Required action = Set down the line that has "self.matched_records += 1;" and each line beneath it, through the last line of the entries, exactly and with no others.

Entries provided =
+++++

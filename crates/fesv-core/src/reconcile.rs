//! # Reconciliation Diffing
//!
//! Compares one local document with the authority's canonical record.
//!
//! ## Field Rules
//! ```text
//! ┌──────────────────────┬──────────────────────────────────────────────────┐
//! │ Field                │ Rule                                             │
//! ├──────────────────────┼──────────────────────────────────────────────────┤
//! │ estado               │ any difference is a discrepancy                  │
//! │ sello recibido       │ compared only when both sides are non-empty      │
//! │ fecha emisión        │ DD/MM/YYYY vs YYYY-MM-DD, calendar day equality, │
//! │                      │ also tallied as a date mismatch                  │
//! │ fh procesamiento     │ both UTC, |Δ| ≤ tolerance matches                │
//! └──────────────────────┴──────────────────────────────────────────────────┘
//! ```
//!
//! A date or timestamp that cannot be parsed is neither a match nor a
//! mismatch: it becomes a warning on the record, so "can't tell" never
//! inflates `mismatched_records`. Only an unparseable emission date is
//! counted under `date_unparseable`.

use chrono::{DateTime, Duration, NaiveDate, Utc};
use serde::{Deserialize, Serialize};

use crate::authority::{
    parse_authority_date, parse_authority_timestamp, DocumentRecord, AUTHORITY_TIMESTAMP_FORMAT,
    LOCAL_DATE_FORMAT,
};
use crate::types::Document;

/// Discrepancy recorded when the authority has no such document.
pub const NOT_FOUND_DISCREPANCY: &str = "DTE does not exist in Hacienda's system";

/// Outcome of the authority query for one record.
#[derive(Debug, Clone, Copy, PartialEq, Eq, Serialize, Deserialize)]
#[serde(rename_all = "snake_case")]
pub enum QueryStatus {
    Success,
    NotFound,
    Error,
}

impl QueryStatus {
    pub fn as_str(&self) -> &'static str {
        match self {
            QueryStatus::Success => "success",
            QueryStatus::NotFound => "not_found",
            QueryStatus::Error => "error",
        }
    }
}

/// Result of comparing one field.
#[derive(Debug, Clone, PartialEq, Eq)]
pub enum FieldCheck {
    Match,
    Mismatch(String),
    /// The comparison could not be made (unparseable input).
    Unknown(String),
}

// =============================================================================
// Record
// =============================================================================

#[derive(Debug, Clone, Serialize, Deserialize)]
pub struct ReconciliationRecord {
    pub codigo_generacion: String,
    pub document_id: String,
    pub numero_control: String,
    pub tipo_dte: String,
    pub fecha_emision: String,
    pub internal_estado: Option<String>,
    pub internal_sello: Option<String>,
    pub internal_fh_procesamiento: Option<DateTime<Utc>>,

    pub hacienda_estado: Option<String>,
    pub hacienda_sello: Option<String>,
    pub hacienda_fh_procesamiento: Option<String>,
    pub hacienda_codigo_msg: Option<String>,
    pub hacienda_descripcion_msg: Option<String>,
    pub hacienda_observaciones: Vec<String>,

    pub matches: bool,
    /// `None` when either date could not be parsed.
    pub fecha_emision_matches: Option<bool>,
    pub discrepancies: Vec<String>,
    pub warnings: Vec<String>,
    pub query_status: QueryStatus,
    pub error_message: Option<String>,
    pub queried_at: DateTime<Utc>,
}

impl ReconciliationRecord {
    fn base(doc: &Document, query_status: QueryStatus, queried_at: DateTime<Utc>) -> Self {
        ReconciliationRecord {
            codigo_generacion: doc.codigo_generacion.clone(),
            document_id: doc.id.clone(),
            numero_control: doc.numero_control.clone(),
            tipo_dte: doc.tipo_dte.clone(),
            fecha_emision: doc.fecha_emision.clone(),
            internal_estado: doc.hacienda_estado.clone(),
            internal_sello: doc.sello_recibido.clone(),
            internal_fh_procesamiento: doc.fh_procesamiento,
            hacienda_estado: None,
            hacienda_sello: None,
            hacienda_fh_procesamiento: None,
            hacienda_codigo_msg: None,
            hacienda_descripcion_msg: None,
            hacienda_observaciones: Vec::new(),
            matches: false,
            fecha_emision_matches: None,
            discrepancies: Vec::new(),
            warnings: Vec::new(),
            query_status,
            error_message: None,
            queried_at,
        }
    }

    /// The authority does not know the document.
    pub fn not_found(doc: &Document, queried_at: DateTime<Utc>) -> Self {
        let mut record = Self::base(doc, QueryStatus::NotFound, queried_at);
        record.fecha_emision_matches = Some(false);
        record.error_message = Some("DTE not found in Hacienda".to_string());
        record.discrepancies.push(NOT_FOUND_DISCREPANCY.to_string());
        record
    }

    /// The query itself failed; nothing is known about the document.
    pub fn query_failed(doc: &Document, message: String, queried_at: DateTime<Utc>) -> Self {
        let mut record = Self::base(doc, QueryStatus::Error, queried_at);
        record.error_message = Some(message);
        record
    }

    /// Compares the local document with the authority's record.
    pub fn compared(
        doc: &Document,
        authority: &DocumentRecord,
        tolerance: Duration,
        queried_at: DateTime<Utc>,
    ) -> Self {
        let mut record = Self::base(doc, QueryStatus::Success, queried_at);
        record.hacienda_estado = Some(authority.estado.clone());
        record.hacienda_sello = authority.sello_recibido.clone();
        record.hacienda_fh_procesamiento = authority.fh_procesamiento.clone();
        record.hacienda_codigo_msg = authority.codigo_msg.clone();
        record.hacienda_descripcion_msg = authority.descripcion_msg.clone();
        record.hacienda_observaciones = authority.observaciones.clone();

        let internal_estado = doc.hacienda_estado.as_deref().unwrap_or("");
        if internal_estado != authority.estado {
            record.discrepancies.push(format!(
                "Estado mismatch: internal='{}' hacienda='{}'",
                internal_estado, authority.estado
            ));
        }

        let internal_sello = doc.sello_recibido.as_deref().unwrap_or("");
        let hacienda_sello = authority.sello_recibido.as_deref().unwrap_or("");
        if !internal_sello.is_empty() && !hacienda_sello.is_empty() && internal_sello != hacienda_sello
        {
            record.discrepancies.push(format!(
                "Sello mismatch: internal='{internal_sello}' hacienda='{hacienda_sello}'"
            ));
        }

        match compare_emission_date(&doc.fecha_emision, authority.fecha_emision.as_deref()) {
            FieldCheck::Match => record.fecha_emision_matches = Some(true),
            FieldCheck::Mismatch(msg) => {
                record.fecha_emision_matches = Some(false);
                record.discrepancies.push(msg);
            }
            FieldCheck::Unknown(msg) => record.warnings.push(msg),
        }

        match compare_processing_time(
            doc.fh_procesamiento,
            authority.fh_procesamiento.as_deref(),
            tolerance,
        ) {
            FieldCheck::Match => {}
            FieldCheck::Mismatch(msg) => record.discrepancies.push(msg),
            FieldCheck::Unknown(msg) => record.warnings.push(msg),
        }

        record.matches = record.discrepancies.is_empty();
        record
    }

    /// Whether an operator needs to look at this record.
    pub fn needs_review(&self) -> bool {
        !self.matches || !self.warnings.is_empty()
    }
}

// =============================================================================
// Field Comparisons
// =============================================================================

/// Compares `YYYY-MM-DD` (local) against `DD/MM/YYYY` (authority).
///
/// An absent authority date is not compared.
pub fn compare_emission_date(local: &str, authority: Option<&str>) -> FieldCheck {
    let Some(authority) = authority.map(str::trim).filter(|s| !s.is_empty()) else {
        return FieldCheck::Match;
    };

    let Some(authority_date) = parse_authority_date(authority) else {
        return FieldCheck::Unknown(format!(
            "Unparseable Hacienda fecha emisión '{authority}'"
        ));
    };
    let Ok(local_date) = NaiveDate::parse_from_str(local.trim(), LOCAL_DATE_FORMAT) else {
        return FieldCheck::Unknown(format!("Unparseable internal fecha emisión '{local}'"));
    };

    if local_date == authority_date {
        FieldCheck::Match
    } else {
        FieldCheck::Mismatch(format!(
            "Fecha emisión mismatch: internal='{local}' hacienda='{authority}'"
        ))
    }
}

/// Compares two processing instants with a clock-skew tolerance.
///
/// Differences up to and including `tolerance` match.
pub fn compare_processing_time(
    local: Option<DateTime<Utc>>,
    authority: Option<&str>,
    tolerance: Duration,
) -> FieldCheck {
    let (Some(local), Some(authority)) = (local, authority.filter(|s| !s.trim().is_empty())) else {
        return FieldCheck::Match;
    };

    let Some(authority_ts) = parse_authority_timestamp(authority) else {
        return FieldCheck::Unknown(format!(
            "Unparseable Hacienda fh procesamiento '{authority}'"
        ));
    };

    let diff_ms = (local - authority_ts).num_milliseconds().abs();
    if diff_ms > tolerance.num_milliseconds() {
        FieldCheck::Mismatch(format!(
            "Fecha procesamiento mismatch: internal='{}' hacienda='{}' (diff: {}s)",
            local.format(AUTHORITY_TIMESTAMP_FORMAT),
            authority_ts.format(AUTHORITY_TIMESTAMP_FORMAT),
            diff_ms / 1000
        ))
    } else {
        FieldCheck::Match
    }
}

// =============================================================================
// Summary
// =============================================================================

#[derive(Debug, Clone, Copy, Default, PartialEq, Eq, Serialize, Deserialize)]
pub struct ReconciliationSummary {
    pub total_records: u64,
    pub matched_records: u64,
    pub mismatched_records: u64,
    pub date_mismatches: u64,
    pub date_unparseable: u64,
    pub not_found_in_hacienda: u64,
    pub query_errors: u64,
}

impl ReconciliationSummary {
    pub fn tally(&mut self, record: &ReconciliationRecord) {
        self.total_records += 1;

        match record.query_status {
            QueryStatus::Success => {
                if record.matches {
                    self.matched_records += 1;
                } else {
                    self.mismatched_records += 1;
                }
                if record.fecha_emision_matches == Some(false) {
                    self.date_mismatches += 1;
                }
                if record.fecha_emision_matches.is_none() {
                    self.date_unparseable += 1;
                }
            }
            QueryStatus::NotFound => self.not_found_in_hacienda += 1,
            QueryStatus::Error => self.query_errors += 1,
        }
    }
}

// =============================================================================
// Unit Tests
// =============================================================================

+++++

Exercise answer =
                    self.matched_records += 1;
                } else {
                    self.mismatched_records += 1;
                }
                if record.fecha_emision_matches == Some(false) {
                    self.date_mismatches += 1;
                }
                if record.fecha_emision_matches.is_none() {
                    self.date_unparseable += 1;
                }
            }
            QueryStatus::NotFound => self.not_found_in_hacienda += 1,
            QueryStatus::Error => self.query_errors += 1,
        }
    }
}

// =============================================================================
// Unit Tests
// =============================================================================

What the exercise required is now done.